Tank capacity--
Water Tank Capacity Calculator
Estimate round water tank capacity in gallons from diameter and water height.
Practical intro
Use this water tank capacity calculator to estimate gallons in a round tank from diameter and water height. It is useful for emergency water storage, rainwater collection, livestock tanks, rural property planning, garden storage, and checking how much water remains in a cylindrical tank.
When to use this calculator
- Estimating emergency water stored in a round tank.
- Checking rainwater or utility backup tank capacity.
- Planning livestock, garden, or rural property water storage.
- Comparing tank sizes before buying or filling.
Input explanation
- Diameter is the inside width of the round tank.
- Water height is the actual filled water depth, not necessarily the full tank wall height.
- Both inputs use feet in this calculator.
- The result assumes a vertical cylindrical tank.
- Irregular, oval, horizontal, cone-bottom, or baffled tanks need different calculations or manufacturer charts.
Formula or estimation method
Radius = diameter / 2.
Cubic feet = pi x radius squared x water height.
Gallons = cubic feet x 7.48052.
Usable gallons may be lower if outlets, sediment, slope, or reserve rules leave water in the tank.
Step-by-step worked example
An 8 ft diameter round tank with 4 ft of water has a radius of 4 ft.
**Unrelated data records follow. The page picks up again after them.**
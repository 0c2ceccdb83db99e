use std::collections::HashSet;
use std::sync::Arc;
use std::time::Duration;

use telecast::broker::{BrokerConsumerPool, ConnectionState, PoolConfig, StreamEvent};
use telecast::client::StreamClient;
use telecast::source::ChannelSource;
use telecast::telemetry::{decoder, encode_batch};
use telecast::transport::AppState;
use telecast::transport::sse::serve_http;
use tokio::io::{AsyncReadExt, AsyncWriteExt};
use tokio::net::{TcpListener, TcpStream};
use tokio::sync::mpsc;

const ALERT: &str = r#"{"vehicle_id":"RVN000000003","type":"CRITICAL","message":"Battery Overheat Detected","value":62.5,"timestamp":1700000000000}"#;

fn topics(names: &[&str]) -> HashSet<String> {
    names.iter().map(|t| t.to_string()).collect()
}

async fn wait_connected(pool: &BrokerConsumerPool) {
    let mut states = pool.subscribe_state();
    tokio::time::timeout(
        Duration::from_secs(5),
        states.wait_for(|s| *s == ConnectionState::Connected),
    )
    .await
    .expect("upstream connected in time")
    .expect("state sender alive");
}

async fn recv(rx: &mut mpsc::Receiver<StreamEvent>) -> StreamEvent {
    tokio::time::timeout(Duration::from_secs(5), rx.recv())
        .await
        .expect("event in time")
        .expect("sink open")
}

#[tokio::test]
async fn fans_out_by_interest_over_one_upstream() {
    let source = Arc::new(ChannelSource::new());
    let pool = BrokerConsumerPool::new(source.clone(), PoolConfig::default());

    let (map_tx, mut map_rx) = mpsc::channel(16);
    let (ops_tx, mut ops_rx) = mpsc::channel(16);
    pool.register(StreamClient::new(map_tx, topics(&["telemetry-raw"])))
        .unwrap();
    pool.register(StreamClient::new(
        ops_tx,
        topics(&["telemetry-raw", "telemetry-alerts"]),
    ))
    .unwrap();

    assert!(matches!(recv(&mut map_rx).await, StreamEvent::Connected { clients: 1, .. }));
    assert!(matches!(recv(&mut ops_rx).await, StreamEvent::Connected { clients: 2, .. }));
    wait_connected(&pool).await;
    assert_eq!(source.connect_calls(), 1);

    let fix = encode_batch(&decoder::batch(
        "RVN000000003",
        1_700_000_000_000,
        [
            ("Latitude", 37.7749),
            ("Longitude", -122.4194),
            ("Speed", 42.0),
            ("Battery Temperature Average", 38.5),
        ],
    ));
    assert!(source.publish("telemetry-raw", fix));
    assert!(source.publish("telemetry-alerts", ALERT.as_bytes()));

    for rx in [&mut map_rx, &mut ops_rx] {
        match recv(rx).await {
            StreamEvent::Telemetry(record) => {
                assert_eq!(record.vin, "RVN000000003");
                assert_eq!(record.speed, 42.0);
                assert_eq!(record.temp, 38.5);
            }
            other => panic!("expected telemetry, got {other:?}"),
        }
    }

    match recv(&mut ops_rx).await {
        StreamEvent::Alert(raw) => assert_eq!(&*raw, ALERT),
        other => panic!("expected alert, got {other:?}"),
    }
    assert!(map_rx.try_recv().is_err());

    let summary = pool.summary();
    assert_eq!(summary.active_vehicles, 1);
    assert_eq!(summary.critical_alerts, 1);
    assert_eq!(summary.clients, 2);

    pool.shutdown().await;
    assert_eq!(pool.state(), ConnectionState::Disconnected);
    assert_eq!(source.connect_calls(), 1);
}

async fn read_until(stream: &mut TcpStream, buf: &mut String, needle: &str) {
    tokio::time::timeout(Duration::from_secs(5), async {
        let mut chunk = [0u8; 4096];
        while !buf.contains(needle) {
            let n = stream.read(&mut chunk).await.expect("read");
            assert!(n > 0, "connection closed before {needle:?}");
            buf.push_str(&String::from_utf8_lossy(&chunk[..n]));
        }
    })
    .await
    .unwrap_or_else(|_| panic!("timed out waiting for {needle:?}"));
}

#[tokio::test]
async fn sse_stream_over_http() {
    let source = Arc::new(ChannelSource::new());
    let pool = BrokerConsumerPool::new(source.clone(), PoolConfig::default());

    let listener = TcpListener::bind("127.0.0.1:0").await.unwrap();
    let addr = listener.local_addr().unwrap();
    tokio::spawn(serve_http(
        listener,
        AppState::new(pool.clone(), Duration::from_secs(30), 16),
    ));

    let mut stream = TcpStream::connect(addr).await.unwrap();
    stream
        .write_all(
            b"GET /api/stream?topics=telemetry-alerts HTTP/1.1\r\nHost: localhost\r\nAccept: text/event-stream\r\n\r\n",
        )
        .await
        .unwrap();

    let mut buf = String::new();
    read_until(&mut stream, &mut buf, "event: connected").await;
    assert!(buf.starts_with("HTTP/1.1 200 OK"), "{buf}");
    assert!(buf.contains("text/event-stream"));
    wait_connected(&pool).await;

    assert!(source.publish("telemetry-alerts", ALERT.as_bytes()));
    read_until(&mut stream, &mut buf, "event: alert").await;
    read_until(&mut stream, &mut buf, "Battery Overheat Detected").await;

    drop(stream);
    // The server notices the closed socket on its next write.
    tokio::time::timeout(Duration::from_secs(5), async {
        while pool.client_count() > 0 {
            source.publish("telemetry-alerts", ALERT.as_bytes());
            tokio::time::sleep(Duration::from_millis(10)).await;
        }
    })
    .await
    .expect("client removed after the connection closed");
    assert!(pool.is_idle_armed());

    pool.shutdown().await;
}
Volume is pi x 4² x 4 = about 201 cubic feet. Multiply by 7.48052 to estimate about 1,504 gallons before accounting for outlet height, sediment, unusable bottom water, or measurement error.
Common mistakes
- Using outside diameter when the wall thickness meaningfully changes inside diameter.
- Entering tank height instead of actual water height.
- Using this cylindrical formula for horizontal or irregular tanks.
- Assuming all calculated gallons are potable or usable.
- Forgetting overflow, outlet height, freezing, algae, sediment, and treatment requirements.
Planning notes and limitations
- Emergency drinking water storage needs safe containers, treatment, rotation, and protection from contamination.
- Rainwater or livestock water may not be potable without proper treatment and testing.
- A tank's usable capacity can be less than total volume because outlets are not always at the bottom.
- This calculator estimates volume only; it does not determine water safety, structural support, or plumbing design.
Emergency storage checklist
Before treating the result as a final shopping list, compare it with official local guidance, household medical and dietary needs, storage conditions, expiration dates, safe preparation methods, and the supplies needed to use the stored item safely. Emergency supplies work best when they are labeled, rotated, accessible, and practiced before a real outage or warning.
Keep a simple inventory sheet with quantity, location, purchase date, expiration or rotation date, preparation needs, and the person responsible for checking it. Review the list after storms, moves, household changes, medication changes, new pets, or any event where supplies were used. This turns the calculator result into a maintained plan instead of a one-time shopping trip.
Safety and storage disclaimer
Follow safety guidance, official emergency instructions, product labels, and local requirements for storage, preparation, treatment, sanitation, and disposal. This calculator is for planning only. Follow safe water storage guidance, tank manufacturer instructions, local plumbing or rainwater rules, treatment requirements, and emergency management advice before relying on stored water.
Water Tank Capacity Calculator questions
Does this work for rectangular tanks?
No. This page estimates vertical round tanks. Rectangular tanks use length x width x height.
Should I use full tank height?
Use actual water height if the tank is partly full. Use full height only for maximum capacity.
Is the water safe to drink?
The calculator only estimates volume. Potability depends on source, container, treatment, testing, and storage conditions.
Why might usable gallons be lower?
Outlet height, sediment, slope, dead storage, and reserve requirements can leave some water unusable.
Can this help emergency water planning?
Yes for volume math, but use official guidance for drinking, sanitation, treatment, and storage safety.
Before you rely on the estimate
Use the calculator result as a planning baseline, then add reserve for delays, guests, pets, heat, cold, access limits, and local hazards. A stronger preparedness plan combines quantity math with safe storage, realistic use, official alerts, evacuation decisions, and regular review.